アーセナル失速の真相:主力選手の酷使が招いた疲労か?天王山へ向かう課題と展望
プレミアリーグで首位を走るアーセナルが、直近の試合で精彩を欠くパフォーマンスを見せています。カラバオカップとFAカップで2つのタイトルを逃し、リーグ戦でも痛恨の黒星。その背景には、主力の固定化と一部選手の酷使による肉体的な疲労があるとの分析が出ています。
開幕から好調を維持も、直近の成績は低迷
昨夏に8名の補強を敢行し、戦力アップに成功したアーセナルは、開幕直後から好調を維持し、プレミアリーグで首位を独走。チャンピオンズリーグ(CL)でも無敗で準決勝に進出するなど、素晴らしい戦いを見せていました。
しかし、先月下旬のカラバオカップ決勝でのマンチェスター・シティ戦での敗北、FAカップ準々決勝でのサウサンプトン戦での敗戦、そしてリーグ戦でのボーンマス戦での黒星など、直近の公式戦5試合でわずか1勝しか挙げられていません。チーム全体、そして個人としても、本来の力を発揮できていない状況です。
酷使されている主力選手たち
データサイト『Opta』によると、アーセナルは今シーズンここまでプレミアリーグ最多の公式戦54試合を消化。その中で、ダビド・ラヤ(GK)、ウィリアン・サリバ(DF)、ガブリエウ・マガリャンイス(DF)、マルティン・スビメンディ(MF)、デクラン・ライス(MF)への負担が特に大きくなっています。
これらの選手は、公式戦の合計時間に対して70%以上の時間をピッチに立っているという驚きのデータが出ています。特に、豊富な運動量を必要とする中盤のライスとスビメンディは、それぞれ77%、79%という驚異的な出場時間を記録。スビメンディに至っては、プレミアリーグ初挑戦にも関わらず、ラヤとほぼ同じ時間プレーしており、十分な休息を取れていない可能性があります。
さらに、中盤のバックアッパーとして加入したクリスティアン・ノアゴールの出場時間は全体の20%に留まっており、主力の負担を軽減できていない現状も浮き彫りになっています。
アルテタ監督の采配が試される
アーセナルがシーズン終盤に失速するのは、今シーズンに限ったことではありません。ミケル・アルテタ監督率いるアーセナルの月別勝率は、4月が最も低く、5割に達していないというデータもあります。

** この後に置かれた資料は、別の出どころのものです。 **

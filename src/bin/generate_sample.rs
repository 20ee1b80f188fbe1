use std::path::PathBuf;

use anyhow::{Context, Result};
use mycelia_ai::botany::loader::HEADERS;

/// Species the synthetic rows are derived from:
/// (common name, scientific name, type, typical height cm, typical pH).
const SPECIES: &[(&str, &str, &str, f64, f64)] = &[
    ("Achillée millefeuille", "Achillea millefolium", "Vivace", 45.0, 6.5),
    ("Lavande vraie", "Lavandula angustifolia", "Arbuste", 50.0, 7.2),
    ("Consoude officinale", "Symphytum officinale", "Vivace", 90.0, 6.5),
    ("Bourrache", "Borago officinalis", "Annuelle", 60.0, 6.5),
    ("Thym commun", "Thymus vulgaris", "Arbuste", 22.0, 7.5),
    ("Bruyère des neiges", "Erica carnea", "Arbuste", 25.0, 5.2),
    ("Fraisier des bois", "Fragaria vesca", "Vivace", 15.0, 6.0),
];

const HUMIDITY: &[&str] = &["Sol sec", "Sol frais", "Sol frais à humide", "Sol humide", ""];
const EXPOSURE: &[&str] = &["Plein soleil", "Soleil à mi-ombre", "Mi-ombre", "Ombre"];

const VARIANTS_PER_SPECIES: usize = 6;

/// Minimal deterministic PRNG (xoshiro256**)
struct SimpleRng {
    state: [u64; 4],
}

impl SimpleRng {
    fn new(seed: u64) -> Self {
        let mut s = [0u64; 4];
        let mut x = seed;
        for slot in &mut s {
            x = x.wrapping_mul(6364136223846793005).wrapping_add(1);
            *slot = x;
        }
        SimpleRng { state: s }
    }

    fn next_u64(&mut self) -> u64 {
        let result = (self.state[1].wrapping_mul(5))
            .rotate_left(7)
            .wrapping_mul(9);
        let t = self.state[1] << 17;
        self.state[2] ^= self.state[0];
        self.state[3] ^= self.state[1];
        self.state[1] ^= self.state[2];
        self.state[0] ^= self.state[3];
        self.state[2] ^= t;
        self.state[3] = self.state[3].rotate_left(45);
        result
    }

    fn next_f64(&mut self) -> f64 {
        (self.next_u64() >> 11) as f64 / (1u64 << 53) as f64
    }

    fn pick<'a>(&mut self, items: &[&'a str]) -> &'a str {
        items[(self.next_u64() % items.len() as u64) as usize]
    }
}

/// Format with a decimal comma, dropping a zero fraction: `6,5`, `40`.
fn french_number(value: f64) -> String {
    let rounded = (value * 10.0).round() / 10.0;
    if rounded.fract() == 0.0 {
        format!("{}", rounded as i64)
    } else {
        format!("{rounded:.1}").replace('.', ",")
    }
}

fn range_cell(low: f64, high: f64) -> String {
    format!("{}-{}", french_number(low), french_number(high))
}

fn main() -> Result<()> {
    env_logger::init();

    let output_path = std::env::args()
        .nth(1)
        .map(PathBuf::from)
        .unwrap_or_else(|| PathBuf::from("sample_plants.csv"));

    let mut rng = SimpleRng::new(42);
    let mut writer = csv::WriterBuilder::new()
        .delimiter(b';')
        .from_path(&output_path)
        .with_context(|| format!("creating {}", output_path.display()))?;
    writer.write_record(HEADERS).context("writing header")?;

    let mut rows = 0usize;
    for &(common, scientific, kind, height, ph) in SPECIES {
        for variant in 0..VARIANTS_PER_SPECIES {
            let h = height * (0.7 + 0.6 * rng.next_f64());
            let ph_low = ph - 0.2 - rng.next_f64() * 0.8;
            let ph_high = ph + 0.2 + rng.next_f64() * 0.8;

            // Every fifth row leaves pH blank, the way field surveys often do.
            let ph_cell = if rows % 5 == 4 {
                String::new()
            } else {
                range_cell(ph_low, ph_high)
            };
            let common_cell = if variant == 0 {
                common.to_string()
            } else {
                format!("{common} ({variant})")
            };

            let record: [String; 22] = [
                common_cell,
                scientific.to_string(),
                kind.to_string(),
                format!("Variante synthétique {variant} de {common}"),
                range_cell(h * 0.8, h * 1.2),
                french_number(h * 0.7),
                String::new(),
                String::new(),
                ph_cell,
                rng.pick(HUMIDITY).to_string(),
                rng.pick(EXPOSURE).to_string(),
                String::new(),
                String::new(),
                String::new(),
                String::new(),
                String::new(),
                String::new(),
                String::new(),
                String::new(),
                String::new(),
                "Non".to_string(),
                "Donnée générée".to_string(),
            ];
            writer.write_record(&record).context("writing row")?;
            rows += 1;
        }
    }
    writer.flush().context("flushing CSV")?;

    log::info!("Wrote {rows} plants to {}", output_path.display());
    println!("Wrote {rows} plants to {}", output_path.display());
    Ok(())
}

今シーズンは、マルティン・ウーデゴーアやミケル・メリーノ、カイ・ハヴァーツといった主力が次々と負傷離脱し、スタメンのクオリティを維持することが難しくなっています。また、大量リードを奪う試合が少ないことも、アルテタ監督が積極的な選手交代を行えない一因になっていると考えられます。
それでも、アーセナルは依然としてプレミアリーグ首位に立っており、クラブ史上初の欧州制覇も夢ではありません。『Opta』は、「アルテタ監督は主力選手たちから必要最低限の力を引き出し、優勝を勝ち取る方法を見つけなければならない。優勝したとしても華々しい勝利とはならないだろう。粘り強く、一歩一歩着実に、そして苦闘の末に勝ち取るものになるはずだ。彼らにとってはそれでも十分だろう」とコメントしています。
天王山を前に
今週末には、1試合未消化ながら6ポイント差に迫っている2位のマンチェスター・シティとの天王山が控えています。満身創痍のアーセナルが、この重要な一戦を乗り越え、リーグ優勝を掴み取ることができるのか、注目が集まります。